Please don't confuse engineering with marketing.

Papers presented at IEDM do not contain marketing stuff. They're reports of achievements. They can easily be verified and will be verified by folks like Chipworks and probably competitors.
 

witeken

Diamond Member
Dec 25, 2013
3,899
193
106
Saying that 10nm is effectively done means that they'd know at that point if it included III-V and/or Germanium, and wouldn't include those on a list of possible post-10nm technologies. I think the argument is pretty clear.

Intel does not want to reveal even the slightest information about 10nm until November '15 (except that the cost reduction trend can be continued/accelerated). That is 2 years after your article. Do you think they think nobody will notice when they don't put III-V on such a slide?

I also don't think such a slide actually exist.

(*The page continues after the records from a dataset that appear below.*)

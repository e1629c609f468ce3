//! Dataset aggregator: merges parallel metric columns into one read-only table
//! with column-local anomaly flags.

use std::collections::HashSet;

use serde::{Deserialize, Serialize};

use crate::anomaly::{flag_anomalies, Deviation, Statistics};
use crate::error::{ensure_same_len, MetricsError, Result};
use crate::insight::{kpi_status, KpiKind, KpiStatus};
use crate::models::MetricSeries;

/// Input column for the aggregator. `k` of `None` means the column is shown
/// but never classified; `kpi` of `None` means no fixed-threshold status.
#[derive(Debug, Clone, PartialEq, Serialize, Deserialize)]
pub struct ColumnInput {
    pub name: String,
    pub values: MetricSeries,
    #[serde(default)]
    pub k: Option<f64>,
    #[serde(default)]
    pub kpi: Option<KpiKind>,
}

#[derive(Debug, Clone, PartialEq, Serialize)]
pub struct ColumnSummary {
    pub name: String,
    #[serde(skip_serializing_if = "Option::is_none")]
    pub k: Option<f64>,
    #[serde(skip_serializing_if = "Option::is_none")]
    pub statistics: Option<Statistics>,
    #[serde(skip_serializing_if = "Option::is_none")]
    pub kpi: Option<KpiKind>,
}

#[derive(Debug, Clone, Copy, PartialEq, Serialize)]
pub struct Cell {
    pub value: f64,
    #[serde(skip_serializing_if = "Option::is_none")]
    pub anomaly: Option<bool>,
    #[serde(skip_serializing_if = "Option::is_none")]
    pub status: Option<KpiStatus>,
}

#[derive(Debug, Clone, PartialEq, Serialize)]
pub struct MetricsRow {
    pub entity: String,
    pub cells: Vec<Cell>,
}

/// Immutable once built. Rows keep insertion order; cells follow column order.
#[derive(Debug, Clone, PartialEq, Serialize)]
pub struct MetricsTable {
    deviation: Deviation,
    columns: Vec<ColumnSummary>,
    rows: Vec<MetricsRow>,
}

impl MetricsTable {
    pub fn builder() -> MetricsTableBuilder {
        MetricsTableBuilder::default()
    }

    pub fn deviation(&self) -> Deviation {
        self.deviation
    }

    pub fn columns(&self) -> &[ColumnSummary] {
        &self.columns
    }

    pub fn rows(&self) -> &[MetricsRow] {
        &self.rows
    }

    pub fn len(&self) -> usize {
        self.rows.len()
    }

    pub fn is_empty(&self) -> bool {
        self.rows.is_empty()
    }

    pub fn row(&self, entity: &str) -> Option<&MetricsRow> {
        self.rows.iter().find(|r| r.entity == entity)
    }

    fn column_index(&self, name: &str) -> Option<usize> {
        self.columns.iter().position(|c| c.name == name)
    }

    pub fn column(&self, name: &str) -> Option<&ColumnSummary> {
        self.column_index(name).map(|i| &self.columns[i])
    }

    pub fn column_values(&self, name: &str) -> Option<MetricSeries> {
        let idx = self.column_index(name)?;
        Some(self.rows.iter().map(|r| r.cells[idx].value).collect())
    }

    /// Entities flagged in `name`, in row order. Empty for unknown or
    /// non-classified columns.
    pub fn anomalies(&self, name: &str) -> Vec<&str> {
        let Some(idx) = self.column_index(name) else {
            return vec![];
        };
        self.rows
            .iter()
            .filter(|r| r.cells[idx].anomaly == Some(true))
            .map(|r| r.entity.as_str())
            .collect()
    }

    pub fn has_anomalies(&self) -> bool {
        self.rows
            .iter()
            .any(|r| r.cells.iter().any(|c| c.anomaly == Some(true)))
    }
}

#[derive(Debug, Clone, Default)]
pub struct MetricsTableBuilder {
    entities: Option<Vec<String>>,
    deviation: Deviation,
    columns: Vec<ColumnInput>,
}

impl MetricsTableBuilder {
    /// Row identifiers. Defaults to `DS1..DSn` when never set.
    pub fn entities<I, S>(mut self, entities: I) -> Self
    where
        I: IntoIterator<Item = S>,
        S: Into<String>,
    {
        self.entities = Some(entities.into_iter().map(Into::into).collect());
        self
    }

    pub fn deviation(mut self, deviation: Deviation) -> Self {
        self.deviation = deviation;
        self
    }

    /// Column classified with threshold multiplier `k`.
    pub fn column(self, name: impl Into<String>, values: MetricSeries, k: f64) -> Self {
        self.push(ColumnInput {
            name: name.into(),
            values,
            k: Some(k),
            kpi: None,
        })
    }

    /// Classified column that also carries a fixed-threshold KPI status per cell.
    pub fn kpi_column(
        self,
        name: impl Into<String>,
        values: MetricSeries,
        k: f64,
        kind: KpiKind,
    ) -> Self {
        self.push(ColumnInput {
            name: name.into(),
            values,
            k: Some(k),
            kpi: Some(kind),
        })
    }

    /// Column carried through without anomaly flags.
    pub fn plain_column(self, name: impl Into<String>, values: MetricSeries) -> Self {
        self.push(ColumnInput {
            name: name.into(),
            values,
            k: None,
            kpi: None,
        })
    }

    pub fn push(mut self, column: ColumnInput) -> Self {
        self.columns.push(column);
        self
    }

    pub fn build(self) -> Result<MetricsTable> {
        let row_count = match (&self.entities, self.columns.first()) {
            (Some(entities), _) => entities.len(),
            (None, Some(first)) => first.values.len(),
            (None, None) => 0,
        };

        let mut seen_columns = HashSet::new();
        for column in &self.columns {
            if !seen_columns.insert(column.name.as_str()) {
                return Err(MetricsError::DuplicateColumn(column.name.clone()));
            }
            ensure_same_len(
                &format!("metrics_table column {}", column.name),
                row_count,
                column.values.len(),
            )?;
        }

        let entities = match self.entities {
            Some(entities) => entities,
            None => (1..=row_count).map(|i| format!("DS{i}")).collect(),
        };
        let mut seen_entities = HashSet::new();
        for entity in &entities {
            if !seen_entities.insert(entity.as_str()) {
                return Err(MetricsError::DuplicateEntity(entity.clone()));
            }
        }

        let mut summaries = Vec::with_capacity(self.columns.len());
        let mut flags: Vec<Option<Vec<bool>>> = Vec::with_capacity(self.columns.len());
        for column in &self.columns {
            match column.k {
                Some(k) => {
                    let (statistics, column_flags) =
                        flag_anomalies(&column.values, k, self.deviation);
                    summaries.push(ColumnSummary {
                        name: column.name.clone(),
                        k: Some(k),
                        statistics: Some(statistics),
                        kpi: column.kpi,
                    });
                    flags.push(Some(column_flags));
                }
                None => {
                    summaries.push(ColumnSummary {
                        name: column.name.clone(),
                        k: None,
                        statistics: None,
                        kpi: column.kpi,
                    });
                    flags.push(None);
                }
            }
        }

        let rows = entities
            .into_iter()
            .enumerate()
            .map(|(i, entity)| MetricsRow {
                entity,
                cells: self
                    .columns
                    .iter()
                    .zip(&flags)
                    .map(|(column, column_flags)| Cell {
                        value: column.values[i],
                        anomaly: column_flags.as_ref().map(|f| f[i]),
                        status: column.kpi.map(|kind| kpi_status(kind, column.values[i])),
                    })
                    .collect(),
            })
            .collect::<Vec<_>>();

        tracing::debug!(
            rows = rows.len(),
            columns = summaries.len(),
            deviation = ?self.deviation,
            "metrics table built"
        );

        Ok(MetricsTable {
            deviation: self.deviation,
            columns: summaries,
            rows,
        })
    }
}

All slides are for 10nm and beyond.
 

witeken

Diamond Member
Dec 25, 2013
3,899
193
106
Considering that 22nm Atoms barely compete with 28nm Snapdragons, I would say Intel is like 2 years behind. :biggrin:
The performance of a chip is (roughly speaking) determined by its architecture, while its power consumption is by the process node. Silvermont is about on par or so in terms of IPC, but from the little data I've got, I'd say that Silvermont crushes Krait in terms of PC.
 

witeken

Diamond Member
Dec 25, 2013
3,899
193
106
It should probably also be pointed out that comparing transistors/mm2 is a rather poor metric as there are multiple different definitions for transistors/mm2! And that transistors/mm2 also varies greatly depending on many other metrics within a design. Just as a simple example of the issues, do you consider a double drive transistor to be 1 transistor or two? Sometimes two nmos transistors in double drive are more efficient (for some metric of efficient) than a single double strength transistor. These get baked into standard cells and then by 1 metric of transistors/mm2 you end up with 2x the transistors but no real difference in practice.

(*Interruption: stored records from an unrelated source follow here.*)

//! Daily production summary: per-day totals, outlier days and trend slope.

use std::collections::BTreeMap;

use chrono::NaiveDate;
use serde::Serialize;

use crate::anomaly::{Deviation, Statistics};
use crate::models::ProductionRecord;

#[derive(Debug, Clone, Copy, PartialEq, Serialize)]
pub struct DailyProduction {
    pub date: NaiveDate,
    pub units: f64,
}

#[derive(Debug, Clone, PartialEq, Serialize)]
pub struct ProductionSummary {
    /// One entry per calendar day, oldest first.
    pub daily: Vec<DailyProduction>,
    /// Records with negative units. They are still counted in `daily`.
    pub invalid: Vec<ProductionRecord>,
    /// Records dropped for missing units.
    pub dropped: usize,
    pub statistics: Statistics,
    pub anomalies: Vec<DailyProduction>,
    /// Units/day change per step in `daily` (ordinary least squares).
    pub slope: f64,
}

pub fn summarize_production(
    records: &[ProductionRecord],
    k: f64,
    deviation: Deviation,
) -> ProductionSummary {
    let mut by_date: BTreeMap<NaiveDate, f64> = BTreeMap::new();
    let mut invalid = Vec::new();
    let mut dropped = 0usize;

    for rec in records {
        let Some(units) = rec.production_units else {
            dropped += 1;
            continue;
        };
        if units < 0.0 {
            invalid.push(rec.clone());
        }
        *by_date.entry(rec.date).or_insert(0.0) += units;
    }

    if !invalid.is_empty() {
        tracing::warn!(count = invalid.len(), "production records with negative units");
    }
    if dropped > 0 {
        tracing::debug!(dropped, "production records without units skipped");
    }

    let daily: Vec<DailyProduction> = by_date
        .into_iter()
        .map(|(date, units)| DailyProduction { date, units })
        .collect();
    let totals: Vec<f64> = daily.iter().map(|d| d.units).collect();

    let statistics = Statistics::of(&totals, deviation);
    let anomalies = daily
        .iter()
        .filter(|d| statistics.is_anomaly(d.units, k))
        .copied()
        .collect();

    ProductionSummary {
        slope: linear_slope(&totals),
        daily,
        invalid,
        dropped,
        statistics,
        anomalies,
    }
}

/// Simple linear regression slope (Ordinary Least Squares).
fn linear_slope(y: &[f64]) -> f64 {
    let n = y.len() as f64;
    if n < 2.0 {
        return 0.0;
    }
    let x_mean = (n - 1.0) / 2.0;
    let y_mean: f64 = y.iter().sum::<f64>() / n;
    let mut num = 0.0;
    let mut den = 0.0;
    for (i, &yi) in y.iter().enumerate() {
        let xi = i as f64;
        num += (xi - x_mean) * (yi - y_mean);
        den += (xi - x_mean) * (xi - x_mean);
    }
    if den.abs() < 1e-12 {
        return 0.0;
    }
    num / den
}
//! Per-route request stages, composed with `axum::middleware::from_fn` and
//! `tower::ServiceBuilder` when routes are registered (outermost layer first).
//!
//! - [`detect_env`]: parse User-Agent into [`crate::model::EnvInfo`] request extension
//! - [`require_basic_auth`]: reject with 401 before the wrapped handler runs
//! - [`access_log`]: one `access_log` event per request, after the response is built
//! - [`recovery`]: turn a handler panic into a generic 500

mod auth;
mod env_info;
mod logging;
mod recovery;

pub use auth::{basic_credentials, require_basic_auth};
pub use env_info::detect_env;
pub use logging::{access_log, AccessLog, ACCESS_LOG_TARGET};
pub use recovery::{recovery, PanicHandler};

The later isn't really harder to achieve but it does have significant impact on yield. It should also be pointed out that almost all metal on any process is already unidirectional and enforcing unidirectional metal has minimal impact on area while greatly impacting yield. Its one of the reasons that TSMC yields have always been inferior to Intel's yields.

How do you know all of this / source?

Thanks for your contribution.
 
Last edited:
Mar 10, 2006
11,715
2,012
126
The performance of a chip is (roughly speaking) determined by its architecture, while its power consumption is by the process node. Silvermont is about on par or so in terms of IPC, but from the little data I've got, I'd say that Silvermont crushes Krait in terms of PC.

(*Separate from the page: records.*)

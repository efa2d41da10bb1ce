//! TODO resource handlers. Input is validated here, before any store access;
//! status mapping of service errors happens in [`AppError`]'s `IntoResponse`.

use crate::error::AppError;
use crate::extractors::JsonBody;
use crate::model::{CreateTodoRequest, DeleteTodoRequest, UpdateTodoRequest};
use crate::response::{message_ok, todo_ok, todos_ok, DELETED_MESSAGE};
use crate::state::AppState;
use axum::{
    extract::{Query, State},
    response::IntoResponse,
};
use std::collections::HashMap;

pub const DEFAULT_PAGE_SIZE: i64 = 5;

/// Optional non-negative integer query parameter. Empty counts as absent.
fn query_i64(params: &HashMap<String, String>, key: &str, default: i64) -> Result<i64, AppError> {
    let Some(raw) = params.get(key).map(|s| s.trim()).filter(|s| !s.is_empty()) else {
        return Ok(default);
    };
    let n: i64 = raw
        .parse()
        .map_err(|_| AppError::BadRequest(format!("invalid {}: '{}'", key, raw)))?;
    if n < 0 {
        return Err(AppError::BadRequest(format!("{} must not be negative", key)));
    }
    Ok(n)
}

pub async fn create(
    State(state): State<AppState>,
    JsonBody(req): JsonBody<CreateTodoRequest>,
) -> Result<impl IntoResponse, AppError> {
    if req.subject.is_empty() {
        return Err(AppError::BadRequest("subject must not be empty".into()));
    }
    let todo = state.todos.create(&req.subject, &req.description).await?;
    Ok(todo_ok(todo))
}

pub async fn read(
    State(state): State<AppState>,
    Query(params): Query<HashMap<String, String>>,
) -> Result<impl IntoResponse, AppError> {
    let prev_id = query_i64(&params, "prev_id", 0)?;
    let size = query_i64(&params, "size", DEFAULT_PAGE_SIZE)?;
    let todos = state.todos.read(prev_id, size).await?;
    Ok(todos_ok(todos))
}

pub async fn update(
    State(state): State<AppState>,
    JsonBody(req): JsonBody<UpdateTodoRequest>,
) -> Result<impl IntoResponse, AppError> {
    if req.subject.is_empty() {
        return Err(AppError::BadRequest("subject must not be empty".into()));
    }
    if req.id == 0 {
        return Err(AppError::BadRequest("id is required".into()));
    }
    let todo = state.todos.update(req.id, &req.subject, &req.description).await?;
    Ok(todo_ok(todo))
}

pub async fn delete(
    State(state): State<AppState>,
    JsonBody(req): JsonBody<DeleteTodoRequest>,
) -> Result<impl IntoResponse, AppError> {
    if req.ids.is_empty() {
        return Err(AppError::BadRequest("ids must not be empty".into()));
    }
    state.todos.delete(&req.ids).await?;
    Ok(message_ok(DELETED_MESSAGE))
}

Micro-architecture has a significant impact on power consumption.
 

witeken

Diamond Member
Dec 25, 2013
3,899
193
106
Using # of transistors / area to judge process can be skewed by RF/SRAM numbers, frequency targets, design methodology, "how we count" and as you mentioned, interconnect limitations.

Here's my idea:

When Intel releases SoFIA, the folks from Chipworks should measure the SVM die area, compare it to 22nm Bay Trail-T, and plug in the 1.9x and 2.2x density improvements to get a quite apples to apples comparison of density (same logic silicon comparison).
 

witeken

Diamond Member
Dec 25, 2013
3,899
193
106
Well, only 20% of Broadwell U is CPU+L3 running at high frequencies.
The other 80%, mostly iGPU, runs at much lower frequencies and still
the average transistor density is lower.

Are you sure that Apples uses the layout measurement instead of the actual number of transistors? Else, the comparison becomes meaningless.

I actually would like to know the fin count comparison, but we'll never get that of course.